Dentist, Allergies & Tantrums

We have been very busy. It seems like things just aren't going to slow down.

Last Friday we took Caleigh to the pulmonologist (lung doctor). We haven't visited since last October, right before RSV season. Things are good lung wise. Caleigh has a very fast and shallow respiratory rate. Resting rate is 60's-80's and that is high. She doesn't breathe with her chest. She mainly belly breathes. This is because of her lasting abdominal distention. Even though her belly looks a ton better....she learned to breath this way and it is what is most comfortable for Caleigh. It doesn't concern her doctor so it's not a problem. We went down and got a chest x-ray to check on Caleigh's lungs and to also have a base line picture just in-case she gets sick this winter. There have always been signs of chronic lung disease due to her time on the vent so our doctor didn't want anyone in the ER freaking out if we showed up and her x-rays looked weird.

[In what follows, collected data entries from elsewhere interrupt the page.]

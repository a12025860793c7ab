/// Error when a record cannot yield its primary key value.
#[derive(Debug)]
pub(super) struct KeyResolutionError {
    context: Box<str>,
}

impl KeyResolutionError {
    pub(super) fn new(context: impl Into<String>) -> Self {
        Self {
            context: context.into().into_boxed_str(),
        }
    }
}

impl core::fmt::Display for KeyResolutionError {
    fn fmt(&self, f: &mut core::fmt::Formatter) -> core::fmt::Result {
        write!(f, "cannot resolve primary key: {}", self.context)
    }
}
/// Error when an update/delete target resolves to no record.
#[derive(Debug)]
pub(super) struct RecordNotFoundError {
    context: Box<str>,
}

impl RecordNotFoundError {
    pub(super) fn new(context: impl Into<String>) -> Self {
        Self {
            context: context.into().into_boxed_str(),
        }
    }
}

impl core::fmt::Display for RecordNotFoundError {
    fn fmt(&self, f: &mut core::fmt::Formatter) -> core::fmt::Result {
        write!(f, "record not found: {}", self.context)
    }
}
use griddle::{
    record,
    schema::ColumnOptions,
    stmt::{FieldOp, Filter, Value},
    Db, Query,
};
use griddle_driver_memory::Memory;
use tests::init_logging;

struct User;

async fn setup() -> Db {
    init_logging();

    let mut builder = Db::builder();
    builder.name("batch").driver(Memory::new());
    builder
        .entity::<User>(Some("users"))
        .unwrap()
        .column::<User>(
            "id",
            ColumnOptions::new().primary(true).auto_increment(true),
        )
        .unwrap()
        .column::<User>("name", ColumnOptions::new())
        .unwrap()
        .column::<User>("age", ColumnOptions::new())
        .unwrap()
        .column::<User>("status", ColumnOptions::new())
        .unwrap();

    let db = builder.build().unwrap();
    db.initialize().await.unwrap();
    db
}

#[tokio::test]
async fn create_many_reports_the_inserted_count() {
    let db = setup().await;
    let users = db.collection::<User>().unwrap();

    let count = users
        .create_many(vec![
            record! { "name" => "Ann" },
            record! { "name" => "Bea" },
            record! { "name" => "Cal" },
        ])
        .await
        .unwrap();

    assert_eq!(count, 3);
    assert_eq!(users.count(None).await.unwrap(), 3);
}

#[tokio::test]
async fn create_many_falls_back_per_record_on_bulk_failure() {
    let db = setup().await;
    let users = db.collection::<User>().unwrap();

    // The second record duplicates the first key, so the atomic bulk insert
    // fails and the per-record retry stores only the first.
    let count = users
        .create_many(vec![
            record! { "id" => 1, "name" => "Ann" },
            record! { "id" => 1, "name" => "Imposter" },
        ])
        .await
        .unwrap();

    assert_eq!(count, 1);
    assert_eq!(users.count(None).await.unwrap(), 1);

    let stored = users
        .find_unique(&Filter::new().field("id", 1))
        .await
        .unwrap()
        .unwrap();
    assert_eq!(stored.get("name"), Some(&Value::from("Ann")));
}

#[tokio::test]
async fn create_many_of_nothing_is_zero() {
    let db = setup().await;
    let users = db.collection::<User>().unwrap();
    assert_eq!(users.create_many(vec![]).await.unwrap(), 0);
}

#[tokio::test]
async fn update_many_applies_one_patch_to_every_match() {
    let db = setup().await;
    let users = db.collection::<User>().unwrap();

    users
        .create_many(vec![
            record! { "name" => "Ann", "age" => 20 },
            record! { "name" => "Bea", "age" => 15 },
            record! { "name" => "Cal", "age" => 12 },
        ])
        .await
        .unwrap();

    let minors = Filter::new().field("age", FieldOp::lt(18));
    let patch = vec![record! { "status" => "minor" }];

    let count = users.update_many(Some(&minors), &patch).await.unwrap();
    assert_eq!(count, 2);

    // Idempotent: the second identical call still reports the rows whose
    // update succeeded, even though no value changes.
    let count = users.update_many(Some(&minors), &patch).await.unwrap();
    assert_eq!(count, 2);

    let flagged = Filter::new().field("status", "minor");
    assert_eq!(users.count(Some(&flagged)).await.unwrap(), 2);
}

#[tokio::test]
async fn update_many_applies_patches_positionally_with_clamping() {
    let db = setup().await;
    let users = db.collection::<User>().unwrap();

    users
        .create_many(vec![
            record! { "name" => "Ann" },
            record! { "name" => "Bea" },
            record! { "name" => "Cal" },
        ])
        .await
        .unwrap();

    let patches = vec![
        record! { "status" => "first" },
        record! { "status" => "rest" },
    ];

    let count = users.update_many(None, &patches).await.unwrap();
    assert_eq!(count, 3);

    let records = users.find_many(Query::new()).await.unwrap();
    let statuses: Vec<_> = records
        .iter()
        .map(|record| record.get("status").cloned().unwrap())
        .collect();

    // The last patch applies to every match past the end of the list.
    assert_eq!(
        statuses,
        vec![
            Value::from("first"),
            Value::from("rest"),
            Value::from("rest")
        ]
    );
}

#[tokio::test]
async fn update_many_with_no_patches_is_zero() {
    let db = setup().await;
    let users = db.collection::<User>().unwrap();

    users.create(record! { "name" => "Ann" }).await.unwrap();
    assert_eq!(users.update_many(None, &[]).await.unwrap(), 0);
}

#[tokio::test]
async fn delete_many_removes_matches_and_reports_the_count() {
    let db = setup().await;
    let users = db.collection::<User>().unwrap();

    users
        .create_many(vec![
            record! { "name" => "Ann", "age" => 20 },
            record! { "name" => "Bea", "age" => 15 },
            record! { "name" => "Cal", "age" => 12 },
        ])
        .await
        .unwrap();

    let minors = Filter::new().field("age", FieldOp::lt(18));
    assert_eq!(users.delete_many(Some(&minors)).await.unwrap(), 2);
    assert_eq!(users.count(None).await.unwrap(), 1);

    // Unfiltered delete clears the rest.
    assert_eq!(users.delete_many(None).await.unwrap(), 1);
    assert_eq!(users.count(None).await.unwrap(), 0);
}
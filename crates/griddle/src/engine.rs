mod eval;
pub(crate) use eval::matches;

mod key;
pub(crate) use key::{key_from_filter, key_from_record, merge_key_into};

mod sort;
pub(crate) use sort::comparator;

use griddle_core::{
    driver::{operation, Driver},
    stmt::{Filter, RecordStream},
    Result,
};

/// Streams a table's records, applying the compiled predicate as a lazy
/// filter step on top of the store's cursor.
pub(crate) async fn scan(
    driver: &dyn Driver,
    table: &str,
    filter: Option<&Filter>,
) -> Result<RecordStream> {
    let response = driver
        .exec(
            operation::Scan {
                table: table.to_string(),
            }
            .into(),
        )
        .await?;

    let mut rows = response.rows.into_values();

    let Some(filter) = filter.filter(|filter| !filter.is_empty()).cloned() else {
        return Ok(rows);
    };

    Ok(RecordStream::from_stream(async_stream::stream! {
        while let Some(res) = rows.next().await {
            match res {
                Ok(record) if matches(&filter, &record) => yield Ok(record),
                Ok(_) => {}
                Err(err) => yield Err(err),
            }
        }
    }))
}
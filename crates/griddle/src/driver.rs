pub use griddle_core::{
    driver::{
        operation::{self, Operation},
        Driver, Response, Rows, VersionStore,
    },
    schema::db::Schema,
};

#[cfg(feature = "memory")]
pub use griddle_driver_memory::{Memory, MemoryVersionStore};
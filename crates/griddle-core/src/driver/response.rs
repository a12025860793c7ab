use crate::stmt::{Key, RecordStream};

#[derive(Debug)]
pub struct Response {
    pub rows: Rows,
}

#[derive(Debug)]
pub enum Rows {
    /// Number of rows impacted by the operation
    Count(u64),

    /// Keys assigned by an insert, in input order
    Keys(Vec<Key>),

    /// Operation result, as a stream of rows
    Values(RecordStream),
}

impl Response {
    pub fn count(count: u64) -> Self {
        Self {
            rows: Rows::Count(count),
        }
    }

    pub fn keys(keys: Vec<Key>) -> Self {
        Self {
            rows: Rows::Keys(keys),
        }
    }

    pub fn record_stream(records: impl Into<RecordStream>) -> Self {
        Self {
            rows: Rows::Values(records.into()),
        }
    }

    pub fn empty_record_stream() -> Self {
        Self {
            rows: Rows::Values(RecordStream::default()),
        }
    }
}

impl Rows {
    pub fn is_count(&self) -> bool {
        matches!(self, Self::Count(_))
    }

    pub fn is_values(&self) -> bool {
        matches!(self, Self::Values(_))
    }

    #[track_caller]
    pub fn into_count(self) -> u64 {
        match self {
            Self::Count(count) => count,
            _ => panic!("driver response was not a count"),
        }
    }

    #[track_caller]
    pub fn into_keys(self) -> Vec<Key> {
        match self {
            Self::Keys(keys) => keys,
            _ => panic!("driver response was not a key list"),
        }
    }

    #[track_caller]
    pub fn into_values(self) -> RecordStream {
        match self {
            Self::Values(values) => values,
            _ => panic!("driver response was not a record stream"),
        }
    }
}
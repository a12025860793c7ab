use griddle_core::driver::VersionStore;

use std::{
    collections::HashMap,
    sync::{Arc, Mutex},
};

/// In-memory stand-in for the host's persistent key-value facility.
///
/// Clones share the same entries, so a handle kept outside the database can
/// observe what the version manager persisted.
#[derive(Debug, Default, Clone)]
pub struct MemoryVersionStore {
    entries: Arc<Mutex<HashMap<String, String>>>,
}

impl MemoryVersionStore {
    pub fn new() -> Self {
        Self::default()
    }
}

impl VersionStore for MemoryVersionStore {
    fn get(&self, key: &str) -> Option<String> {
        self.entries
            .lock()
            .expect("version store lock poisoned")
            .get(key)
            .cloned()
    }

    fn set(&self, key: &str, value: &str) {
        self.entries
            .lock()
            .expect("version store lock poisoned")
            .insert(key.to_string(), value.to_string());
    }
}
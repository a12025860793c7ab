use super::Record;

use std::{
    collections::VecDeque,
    fmt,
    pin::Pin,
    task::{Context, Poll},
};
use tokio_stream::{Stream, StreamExt};

/// A stream of records produced by a scan or lookup.
///
/// Holds an in-memory buffer, a lazy stream, or both; the buffer drains
/// first. Drivers backed by materialized data build it from a vector, others
/// from a stream.
#[derive(Default)]
pub struct RecordStream {
    buffer: Buffer,
    stream: Option<DynStream>,
}

#[derive(Default)]
enum Buffer {
    #[default]
    Empty,
    One(Record),
    Many(VecDeque<Record>),
}

type DynStream = Pin<Box<dyn Stream<Item = crate::Result<Record>> + Send + 'static>>;

struct Iter<I> {
    iter: I,
}

impl RecordStream {
    pub fn from_record(record: Record) -> Self {
        Self {
            buffer: Buffer::One(record),
            stream: None,
        }
    }

    pub fn from_vec(records: Vec<Record>) -> Self {
        Self {
            buffer: Buffer::Many(records.into()),
            stream: None,
        }
    }

    pub fn from_stream<T>(stream: T) -> Self
    where
        T: Stream<Item = crate::Result<Record>> + Send + 'static,
    {
        Self {
            buffer: Buffer::Empty,
            stream: Some(Box::pin(stream)),
        }
    }

    #[allow(clippy::should_implement_trait)]
    pub fn from_iter<I>(iter: I) -> Self
    where
        I: Iterator<Item = crate::Result<Record>> + Send + 'static,
    {
        Self::from_stream(Iter { iter })
    }

    /// Returns the next record in the stream
    pub async fn next(&mut self) -> Option<crate::Result<Record>> {
        StreamExt::next(self).await
    }

    pub async fn collect(mut self) -> crate::Result<Vec<Record>> {
        let (min_len, _) = self.size_hint();
        let mut ret = Vec::with_capacity(min_len);

        while let Some(res) = self.next().await {
            ret.push(res?);
        }

        Ok(ret)
    }
}

impl Stream for RecordStream {
    type Item = crate::Result<Record>;

    fn poll_next(mut self: Pin<&mut Self>, cx: &mut Context<'_>) -> Poll<Option<Self::Item>> {
        if let Some(next) = self.buffer.next() {
            Poll::Ready(Some(Ok(next)))
        } else if let Some(stream) = self.stream.as_mut() {
            Pin::new(stream).poll_next(cx)
        } else {
            Poll::Ready(None)
        }
    }

    fn size_hint(&self) -> (usize, Option<usize>) {
        let (mut low, mut high) = match &self.stream {
            Some(stream) => stream.size_hint(),
            None => (0, Some(0)),
        };

        let buffered = self.buffer.len();

        low += buffered;

        if let Some(high) = high.as_mut() {
            *high += buffered;
        }

        (low, high)
    }
}

impl From<Record> for RecordStream {
    fn from(src: Record) -> Self {
        Self::from_record(src)
    }
}

impl From<Vec<Record>> for RecordStream {
    fn from(src: Vec<Record>) -> Self {
        Self::from_vec(src)
    }
}

impl<I> Unpin for Iter<I> {}

impl<I> Stream for Iter<I>
where
    I: Iterator<Item = crate::Result<Record>>,
{
    type Item = crate::Result<Record>;

    fn poll_next(mut self: Pin<&mut Self>, _: &mut Context<'_>) -> Poll<Option<Self::Item>> {
        Poll::Ready(self.iter.next())
    }

    fn size_hint(&self) -> (usize, Option<usize>) {
        self.iter.size_hint()
    }
}

impl fmt::Debug for RecordStream {
    fn fmt(&self, f: &mut fmt::Formatter<'_>) -> fmt::Result {
        f.debug_struct("RecordStream").finish()
    }
}

impl Buffer {
    fn next(&mut self) -> Option<Record> {
        match std::mem::take(self) {
            Self::Empty => None,
            Self::One(record) => Some(record),
            Self::Many(mut records) => {
                let next = records.pop_front();
                *self = Self::Many(records);
                next
            }
        }
    }

    fn len(&self) -> usize {
        match self {
            Self::Empty => 0,
            Self::One(_) => 1,
            Self::Many(records) => records.len(),
        }
    }
}
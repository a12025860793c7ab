use super::Operation;
use crate::stmt;

/// Insert one or more records. All-or-nothing: a key constraint violation
/// anywhere in the batch fails the whole operation without mutating the
/// table.
#[derive(Debug)]
pub struct Insert {
    /// Which table to insert into
    pub table: String,

    /// The records to insert, in order
    pub records: Vec<stmt::Record>,
}

impl From<Insert> for Operation {
    fn from(value: Insert) -> Self {
        Self::Insert(value)
    }
}
use super::Operation;
use crate::stmt;

#[derive(Debug)]
pub struct UpdateByKey {
    /// Which table to update
    pub table: String,

    /// The key of the record to patch
    pub key: stmt::Key,

    /// Fields to overlay onto the stored record
    pub patch: stmt::Record,
}

impl From<UpdateByKey> for Operation {
    fn from(value: UpdateByKey) -> Self {
        Self::UpdateByKey(value)
    }
}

Monday I went to our local Early Childhood Intervention office and spoke about my experience with The Institutes. Apparently I had a lot to say because I talked for an HOUR! So, I am currently trying to figure out how to condense that for my blog readers. So look for that coming soon.

Tuesday was the start of Caleigh's terrible 2 tantrums. She is now voicing her opinion against her therapist on a daily basis. It started with speech on Tuesday. By Wednesday she was screaming at her PT and just this morning her vision therapists got to hear her loud dislike of them being in our home. I'm hoping this is just a quick phase. She used to do so well with therapy and I think it is so beneficial. Granted, this resistance is a wonderful sign that she is cognitively where she should be, but therapy is so important. So I will type it again...maybe this is just a Quick phase. How long do those 2's last?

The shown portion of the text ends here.